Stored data

BEGIN

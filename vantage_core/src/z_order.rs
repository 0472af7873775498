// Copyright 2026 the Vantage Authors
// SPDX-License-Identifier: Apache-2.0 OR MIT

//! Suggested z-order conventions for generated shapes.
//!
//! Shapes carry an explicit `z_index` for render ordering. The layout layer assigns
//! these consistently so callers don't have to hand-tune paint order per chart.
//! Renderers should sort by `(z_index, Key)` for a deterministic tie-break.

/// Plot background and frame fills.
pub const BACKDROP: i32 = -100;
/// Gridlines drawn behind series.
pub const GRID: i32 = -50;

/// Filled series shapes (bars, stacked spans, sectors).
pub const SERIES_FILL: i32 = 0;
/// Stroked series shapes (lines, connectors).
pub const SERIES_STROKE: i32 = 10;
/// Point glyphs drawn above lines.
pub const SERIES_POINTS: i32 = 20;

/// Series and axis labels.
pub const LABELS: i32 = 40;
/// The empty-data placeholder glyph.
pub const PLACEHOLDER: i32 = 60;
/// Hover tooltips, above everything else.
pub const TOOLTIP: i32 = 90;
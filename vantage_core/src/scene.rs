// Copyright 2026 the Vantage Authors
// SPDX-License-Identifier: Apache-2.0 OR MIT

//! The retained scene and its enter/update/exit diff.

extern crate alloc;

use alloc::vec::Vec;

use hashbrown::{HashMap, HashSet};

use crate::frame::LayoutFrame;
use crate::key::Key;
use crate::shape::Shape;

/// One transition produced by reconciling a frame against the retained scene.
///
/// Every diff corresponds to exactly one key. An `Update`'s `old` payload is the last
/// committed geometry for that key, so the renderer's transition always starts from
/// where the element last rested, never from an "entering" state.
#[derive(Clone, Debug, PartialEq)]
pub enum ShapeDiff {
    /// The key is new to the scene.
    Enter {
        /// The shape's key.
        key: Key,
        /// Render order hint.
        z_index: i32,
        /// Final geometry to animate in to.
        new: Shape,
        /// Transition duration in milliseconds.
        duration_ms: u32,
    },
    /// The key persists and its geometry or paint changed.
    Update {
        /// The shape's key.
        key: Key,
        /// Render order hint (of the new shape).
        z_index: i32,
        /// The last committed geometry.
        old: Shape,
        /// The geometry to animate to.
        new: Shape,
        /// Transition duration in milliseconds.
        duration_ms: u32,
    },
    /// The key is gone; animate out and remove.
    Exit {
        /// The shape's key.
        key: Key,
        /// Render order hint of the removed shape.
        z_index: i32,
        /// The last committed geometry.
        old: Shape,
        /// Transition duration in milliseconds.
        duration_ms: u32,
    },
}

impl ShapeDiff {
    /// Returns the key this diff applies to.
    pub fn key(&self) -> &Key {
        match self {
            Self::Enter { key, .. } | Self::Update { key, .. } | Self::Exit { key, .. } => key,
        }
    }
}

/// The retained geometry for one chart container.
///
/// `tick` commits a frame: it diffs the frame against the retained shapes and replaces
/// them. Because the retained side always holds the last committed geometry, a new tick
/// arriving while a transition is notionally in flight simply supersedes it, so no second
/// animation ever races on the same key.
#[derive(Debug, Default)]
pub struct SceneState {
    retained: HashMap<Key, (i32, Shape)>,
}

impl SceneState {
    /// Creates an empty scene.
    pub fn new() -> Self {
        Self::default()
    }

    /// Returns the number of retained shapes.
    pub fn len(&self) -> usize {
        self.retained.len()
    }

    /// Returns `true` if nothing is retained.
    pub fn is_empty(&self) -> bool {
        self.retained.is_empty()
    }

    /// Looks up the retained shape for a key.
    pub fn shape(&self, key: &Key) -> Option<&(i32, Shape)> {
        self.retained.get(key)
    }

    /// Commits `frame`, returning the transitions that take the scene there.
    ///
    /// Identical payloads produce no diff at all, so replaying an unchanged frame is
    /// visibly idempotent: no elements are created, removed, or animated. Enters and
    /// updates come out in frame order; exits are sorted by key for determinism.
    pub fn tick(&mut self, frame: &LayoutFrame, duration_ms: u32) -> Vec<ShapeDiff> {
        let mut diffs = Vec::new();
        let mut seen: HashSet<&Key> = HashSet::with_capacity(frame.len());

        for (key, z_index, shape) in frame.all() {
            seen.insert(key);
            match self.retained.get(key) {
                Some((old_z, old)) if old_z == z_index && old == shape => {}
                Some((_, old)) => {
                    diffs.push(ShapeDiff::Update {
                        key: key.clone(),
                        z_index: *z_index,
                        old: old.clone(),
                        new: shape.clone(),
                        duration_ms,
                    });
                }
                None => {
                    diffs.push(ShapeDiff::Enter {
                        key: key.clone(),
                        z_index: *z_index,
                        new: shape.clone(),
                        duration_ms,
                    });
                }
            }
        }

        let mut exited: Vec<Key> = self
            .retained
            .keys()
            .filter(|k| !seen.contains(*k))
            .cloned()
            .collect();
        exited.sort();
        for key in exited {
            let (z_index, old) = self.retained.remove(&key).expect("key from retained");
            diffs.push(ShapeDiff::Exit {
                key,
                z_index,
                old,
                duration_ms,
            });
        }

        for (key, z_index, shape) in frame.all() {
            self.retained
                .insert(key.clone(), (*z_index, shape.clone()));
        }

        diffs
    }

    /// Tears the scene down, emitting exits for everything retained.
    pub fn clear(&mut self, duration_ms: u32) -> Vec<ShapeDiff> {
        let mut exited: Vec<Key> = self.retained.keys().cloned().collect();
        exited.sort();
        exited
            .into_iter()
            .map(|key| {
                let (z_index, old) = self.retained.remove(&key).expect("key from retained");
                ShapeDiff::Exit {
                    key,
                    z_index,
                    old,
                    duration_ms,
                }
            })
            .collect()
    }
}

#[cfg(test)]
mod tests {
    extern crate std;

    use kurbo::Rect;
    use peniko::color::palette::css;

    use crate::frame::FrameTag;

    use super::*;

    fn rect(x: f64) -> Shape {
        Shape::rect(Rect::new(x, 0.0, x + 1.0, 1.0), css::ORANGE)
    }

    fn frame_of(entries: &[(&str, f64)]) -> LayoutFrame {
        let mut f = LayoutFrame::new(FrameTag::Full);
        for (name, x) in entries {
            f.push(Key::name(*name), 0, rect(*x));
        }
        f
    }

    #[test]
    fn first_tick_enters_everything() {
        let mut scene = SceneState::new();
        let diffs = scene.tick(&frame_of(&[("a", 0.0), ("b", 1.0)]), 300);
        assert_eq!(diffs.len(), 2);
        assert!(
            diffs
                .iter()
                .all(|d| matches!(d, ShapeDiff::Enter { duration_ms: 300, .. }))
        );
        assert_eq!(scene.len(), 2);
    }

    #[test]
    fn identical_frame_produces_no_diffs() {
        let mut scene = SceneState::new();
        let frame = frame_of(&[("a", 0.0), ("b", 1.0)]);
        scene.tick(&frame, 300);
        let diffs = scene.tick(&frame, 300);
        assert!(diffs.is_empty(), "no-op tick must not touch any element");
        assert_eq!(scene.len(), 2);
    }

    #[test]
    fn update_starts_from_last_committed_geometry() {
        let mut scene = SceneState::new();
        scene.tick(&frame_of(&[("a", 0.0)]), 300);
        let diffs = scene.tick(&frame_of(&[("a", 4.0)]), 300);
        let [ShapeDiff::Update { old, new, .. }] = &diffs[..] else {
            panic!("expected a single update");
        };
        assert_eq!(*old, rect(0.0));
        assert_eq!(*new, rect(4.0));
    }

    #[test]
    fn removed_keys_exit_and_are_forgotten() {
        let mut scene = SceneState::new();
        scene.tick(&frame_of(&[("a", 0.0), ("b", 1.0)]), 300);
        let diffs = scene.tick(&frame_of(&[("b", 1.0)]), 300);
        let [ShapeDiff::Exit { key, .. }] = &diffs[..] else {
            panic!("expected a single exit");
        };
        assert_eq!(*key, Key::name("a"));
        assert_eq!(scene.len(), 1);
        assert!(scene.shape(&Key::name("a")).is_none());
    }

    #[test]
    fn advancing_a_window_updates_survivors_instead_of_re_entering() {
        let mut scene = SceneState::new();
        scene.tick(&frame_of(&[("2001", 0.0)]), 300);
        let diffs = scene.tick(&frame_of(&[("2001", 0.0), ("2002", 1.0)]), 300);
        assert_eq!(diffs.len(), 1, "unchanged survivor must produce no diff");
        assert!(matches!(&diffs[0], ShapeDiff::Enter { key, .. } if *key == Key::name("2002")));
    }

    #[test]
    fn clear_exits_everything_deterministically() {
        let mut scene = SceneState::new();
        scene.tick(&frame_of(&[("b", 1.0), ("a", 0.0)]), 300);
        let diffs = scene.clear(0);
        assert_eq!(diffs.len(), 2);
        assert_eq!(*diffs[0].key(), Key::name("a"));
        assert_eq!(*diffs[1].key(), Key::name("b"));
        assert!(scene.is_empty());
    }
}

END

• [Instructions to follow]: Each line carrying the string "insert" should be copied out from the entries.

• [Answer to this task]:
            seen.insert(key);
                .insert(key.clone(), (*z_index, shape.clone()));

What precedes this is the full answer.